# Brief
Determine which lines of the records include the word "dataset", and copy them.

◇ ◇ ◇ ◇ ◇

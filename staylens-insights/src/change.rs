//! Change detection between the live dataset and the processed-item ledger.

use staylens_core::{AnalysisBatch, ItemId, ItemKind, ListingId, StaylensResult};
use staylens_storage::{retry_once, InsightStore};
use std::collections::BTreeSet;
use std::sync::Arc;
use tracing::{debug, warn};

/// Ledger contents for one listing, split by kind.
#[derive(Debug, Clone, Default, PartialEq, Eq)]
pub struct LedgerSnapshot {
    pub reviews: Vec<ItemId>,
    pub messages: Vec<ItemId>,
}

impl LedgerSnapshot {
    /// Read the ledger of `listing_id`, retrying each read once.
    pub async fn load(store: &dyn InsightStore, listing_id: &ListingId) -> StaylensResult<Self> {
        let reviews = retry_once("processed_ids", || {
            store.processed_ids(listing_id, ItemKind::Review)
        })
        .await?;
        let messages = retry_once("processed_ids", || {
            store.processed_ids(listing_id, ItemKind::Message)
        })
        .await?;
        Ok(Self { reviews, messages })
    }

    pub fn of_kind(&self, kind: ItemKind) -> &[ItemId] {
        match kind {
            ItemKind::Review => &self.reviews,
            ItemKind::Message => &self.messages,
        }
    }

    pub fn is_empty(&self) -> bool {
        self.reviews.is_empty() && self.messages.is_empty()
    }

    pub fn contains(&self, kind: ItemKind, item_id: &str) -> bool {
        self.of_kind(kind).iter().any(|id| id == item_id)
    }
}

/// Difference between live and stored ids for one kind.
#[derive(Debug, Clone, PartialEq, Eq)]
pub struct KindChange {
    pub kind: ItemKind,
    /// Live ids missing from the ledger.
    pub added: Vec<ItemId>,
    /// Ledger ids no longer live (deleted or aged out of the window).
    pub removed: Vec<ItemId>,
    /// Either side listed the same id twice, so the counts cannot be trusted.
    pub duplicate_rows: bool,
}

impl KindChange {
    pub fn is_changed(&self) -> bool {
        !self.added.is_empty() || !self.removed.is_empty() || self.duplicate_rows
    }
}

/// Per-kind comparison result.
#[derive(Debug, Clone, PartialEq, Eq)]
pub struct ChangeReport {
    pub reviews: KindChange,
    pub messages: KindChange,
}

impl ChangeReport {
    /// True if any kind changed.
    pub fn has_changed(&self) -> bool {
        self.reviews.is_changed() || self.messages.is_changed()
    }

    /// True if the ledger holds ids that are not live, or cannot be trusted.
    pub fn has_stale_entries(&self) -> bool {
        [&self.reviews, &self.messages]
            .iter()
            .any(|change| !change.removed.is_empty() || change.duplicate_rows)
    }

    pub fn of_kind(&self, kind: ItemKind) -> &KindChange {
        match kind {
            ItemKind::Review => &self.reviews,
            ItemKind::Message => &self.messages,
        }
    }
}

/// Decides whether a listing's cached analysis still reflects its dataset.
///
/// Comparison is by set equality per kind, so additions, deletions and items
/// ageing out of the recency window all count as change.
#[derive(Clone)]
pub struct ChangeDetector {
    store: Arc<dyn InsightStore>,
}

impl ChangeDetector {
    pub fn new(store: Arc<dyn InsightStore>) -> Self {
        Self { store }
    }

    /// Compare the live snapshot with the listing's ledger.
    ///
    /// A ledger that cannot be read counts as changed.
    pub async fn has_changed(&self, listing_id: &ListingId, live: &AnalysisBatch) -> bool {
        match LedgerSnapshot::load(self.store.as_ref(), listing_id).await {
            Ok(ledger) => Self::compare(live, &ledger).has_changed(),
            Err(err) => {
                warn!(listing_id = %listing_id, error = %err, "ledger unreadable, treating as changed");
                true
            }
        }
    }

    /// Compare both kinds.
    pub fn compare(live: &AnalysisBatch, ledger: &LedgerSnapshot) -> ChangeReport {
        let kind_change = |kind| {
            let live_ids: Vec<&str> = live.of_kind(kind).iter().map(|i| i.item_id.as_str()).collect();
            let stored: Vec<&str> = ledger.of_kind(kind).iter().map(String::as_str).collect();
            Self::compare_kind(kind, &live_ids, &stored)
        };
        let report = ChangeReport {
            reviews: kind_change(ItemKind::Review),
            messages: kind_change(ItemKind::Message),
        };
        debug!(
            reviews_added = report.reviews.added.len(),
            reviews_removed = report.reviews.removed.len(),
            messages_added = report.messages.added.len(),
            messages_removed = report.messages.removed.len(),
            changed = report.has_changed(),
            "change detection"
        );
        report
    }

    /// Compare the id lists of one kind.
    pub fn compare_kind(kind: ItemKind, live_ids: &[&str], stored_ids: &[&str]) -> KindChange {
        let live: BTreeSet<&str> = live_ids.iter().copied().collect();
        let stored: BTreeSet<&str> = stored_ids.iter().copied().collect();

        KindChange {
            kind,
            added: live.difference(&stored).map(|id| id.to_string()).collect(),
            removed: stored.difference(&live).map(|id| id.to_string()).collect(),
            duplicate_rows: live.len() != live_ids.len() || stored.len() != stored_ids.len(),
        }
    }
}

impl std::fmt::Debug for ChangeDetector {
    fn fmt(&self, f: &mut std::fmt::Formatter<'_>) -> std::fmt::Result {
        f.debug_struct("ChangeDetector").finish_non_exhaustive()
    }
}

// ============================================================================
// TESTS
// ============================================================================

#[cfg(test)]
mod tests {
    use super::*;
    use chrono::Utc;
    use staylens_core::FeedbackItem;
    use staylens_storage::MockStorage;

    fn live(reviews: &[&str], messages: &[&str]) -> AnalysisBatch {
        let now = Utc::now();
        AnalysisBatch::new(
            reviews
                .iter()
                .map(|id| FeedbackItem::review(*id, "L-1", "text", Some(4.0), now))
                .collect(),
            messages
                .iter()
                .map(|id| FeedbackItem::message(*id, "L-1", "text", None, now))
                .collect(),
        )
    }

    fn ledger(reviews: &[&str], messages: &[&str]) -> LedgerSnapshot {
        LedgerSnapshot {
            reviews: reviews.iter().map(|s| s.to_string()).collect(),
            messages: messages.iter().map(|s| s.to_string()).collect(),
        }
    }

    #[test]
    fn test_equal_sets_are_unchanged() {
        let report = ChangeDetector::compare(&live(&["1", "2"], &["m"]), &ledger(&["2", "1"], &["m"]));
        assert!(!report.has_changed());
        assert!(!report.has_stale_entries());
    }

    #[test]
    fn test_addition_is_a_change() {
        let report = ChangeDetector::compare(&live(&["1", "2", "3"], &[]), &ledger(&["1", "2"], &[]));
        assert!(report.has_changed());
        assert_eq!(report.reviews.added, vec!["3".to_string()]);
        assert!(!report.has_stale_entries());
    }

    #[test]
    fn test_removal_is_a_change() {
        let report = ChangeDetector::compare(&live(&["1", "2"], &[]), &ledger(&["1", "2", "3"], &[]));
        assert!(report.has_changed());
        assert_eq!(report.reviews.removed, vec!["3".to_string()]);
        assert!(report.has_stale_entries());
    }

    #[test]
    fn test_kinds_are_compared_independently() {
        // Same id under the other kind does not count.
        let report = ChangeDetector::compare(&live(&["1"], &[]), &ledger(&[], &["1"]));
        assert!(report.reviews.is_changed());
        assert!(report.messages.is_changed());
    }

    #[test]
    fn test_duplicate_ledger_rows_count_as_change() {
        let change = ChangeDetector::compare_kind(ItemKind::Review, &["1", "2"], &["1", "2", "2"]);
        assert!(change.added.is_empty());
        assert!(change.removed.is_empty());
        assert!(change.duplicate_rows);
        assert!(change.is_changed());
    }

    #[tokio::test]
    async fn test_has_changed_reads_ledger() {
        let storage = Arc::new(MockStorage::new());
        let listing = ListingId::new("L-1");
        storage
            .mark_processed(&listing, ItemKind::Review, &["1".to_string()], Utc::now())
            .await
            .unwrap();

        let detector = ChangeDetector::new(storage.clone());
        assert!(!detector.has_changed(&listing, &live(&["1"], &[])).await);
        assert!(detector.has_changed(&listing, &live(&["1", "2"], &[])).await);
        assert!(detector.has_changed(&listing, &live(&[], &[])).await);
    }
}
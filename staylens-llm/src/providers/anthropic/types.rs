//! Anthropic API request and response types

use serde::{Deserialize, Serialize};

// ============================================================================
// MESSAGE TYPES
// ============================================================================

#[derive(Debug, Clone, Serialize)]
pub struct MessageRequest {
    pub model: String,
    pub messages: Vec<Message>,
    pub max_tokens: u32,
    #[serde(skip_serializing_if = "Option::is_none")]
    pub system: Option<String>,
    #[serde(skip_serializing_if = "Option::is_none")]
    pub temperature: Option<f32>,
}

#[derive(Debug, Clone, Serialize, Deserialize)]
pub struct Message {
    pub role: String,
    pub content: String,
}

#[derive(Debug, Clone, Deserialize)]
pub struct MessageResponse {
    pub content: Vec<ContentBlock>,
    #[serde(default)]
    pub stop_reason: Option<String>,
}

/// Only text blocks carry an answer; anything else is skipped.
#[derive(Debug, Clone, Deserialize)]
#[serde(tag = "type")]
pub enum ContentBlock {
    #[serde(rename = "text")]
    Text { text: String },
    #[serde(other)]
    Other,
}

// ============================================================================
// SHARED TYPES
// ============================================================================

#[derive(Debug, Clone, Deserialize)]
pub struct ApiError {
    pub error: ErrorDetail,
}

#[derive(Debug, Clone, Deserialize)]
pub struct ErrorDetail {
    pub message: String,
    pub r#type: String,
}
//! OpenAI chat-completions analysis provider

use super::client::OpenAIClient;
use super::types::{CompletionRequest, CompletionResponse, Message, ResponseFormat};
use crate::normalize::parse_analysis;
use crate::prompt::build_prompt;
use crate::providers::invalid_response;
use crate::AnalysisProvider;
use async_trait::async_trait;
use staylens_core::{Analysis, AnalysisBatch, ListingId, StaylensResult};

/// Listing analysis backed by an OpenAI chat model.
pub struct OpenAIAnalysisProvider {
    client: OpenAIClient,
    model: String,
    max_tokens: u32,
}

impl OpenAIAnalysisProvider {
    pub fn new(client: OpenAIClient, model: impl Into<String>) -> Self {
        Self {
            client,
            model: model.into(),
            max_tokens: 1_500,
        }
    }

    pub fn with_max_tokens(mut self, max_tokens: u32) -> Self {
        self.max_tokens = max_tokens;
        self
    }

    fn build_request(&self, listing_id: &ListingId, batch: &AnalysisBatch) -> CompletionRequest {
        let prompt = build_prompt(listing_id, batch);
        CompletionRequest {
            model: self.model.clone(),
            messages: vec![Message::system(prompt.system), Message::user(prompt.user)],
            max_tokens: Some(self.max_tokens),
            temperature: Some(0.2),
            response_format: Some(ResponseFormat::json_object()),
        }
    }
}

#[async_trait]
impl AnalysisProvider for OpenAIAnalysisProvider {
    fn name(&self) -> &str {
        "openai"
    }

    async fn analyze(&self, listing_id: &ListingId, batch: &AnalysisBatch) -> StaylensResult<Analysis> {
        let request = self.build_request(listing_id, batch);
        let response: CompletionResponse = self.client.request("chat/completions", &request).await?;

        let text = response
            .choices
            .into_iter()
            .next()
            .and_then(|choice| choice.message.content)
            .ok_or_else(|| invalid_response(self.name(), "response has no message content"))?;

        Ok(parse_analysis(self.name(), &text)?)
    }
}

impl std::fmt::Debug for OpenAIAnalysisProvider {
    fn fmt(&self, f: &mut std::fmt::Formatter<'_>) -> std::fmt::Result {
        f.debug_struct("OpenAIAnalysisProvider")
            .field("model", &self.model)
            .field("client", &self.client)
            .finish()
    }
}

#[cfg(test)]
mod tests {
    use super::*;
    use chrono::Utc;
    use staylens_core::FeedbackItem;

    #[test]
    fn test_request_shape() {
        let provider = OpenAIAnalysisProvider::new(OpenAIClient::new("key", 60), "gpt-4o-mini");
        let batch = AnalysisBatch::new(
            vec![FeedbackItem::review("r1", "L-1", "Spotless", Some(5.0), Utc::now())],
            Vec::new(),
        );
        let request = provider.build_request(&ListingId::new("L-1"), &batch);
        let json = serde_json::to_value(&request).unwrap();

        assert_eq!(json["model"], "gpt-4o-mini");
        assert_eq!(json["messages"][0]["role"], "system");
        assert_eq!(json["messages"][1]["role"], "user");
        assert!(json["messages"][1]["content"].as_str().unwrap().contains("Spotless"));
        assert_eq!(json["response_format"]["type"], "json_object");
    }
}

◇ ◇ ◇ ◇ ◇

# Answer box
//! Change detection between the live dataset and the processed-item ledger.
/// Decides whether a listing's cached analysis still reflects its dataset.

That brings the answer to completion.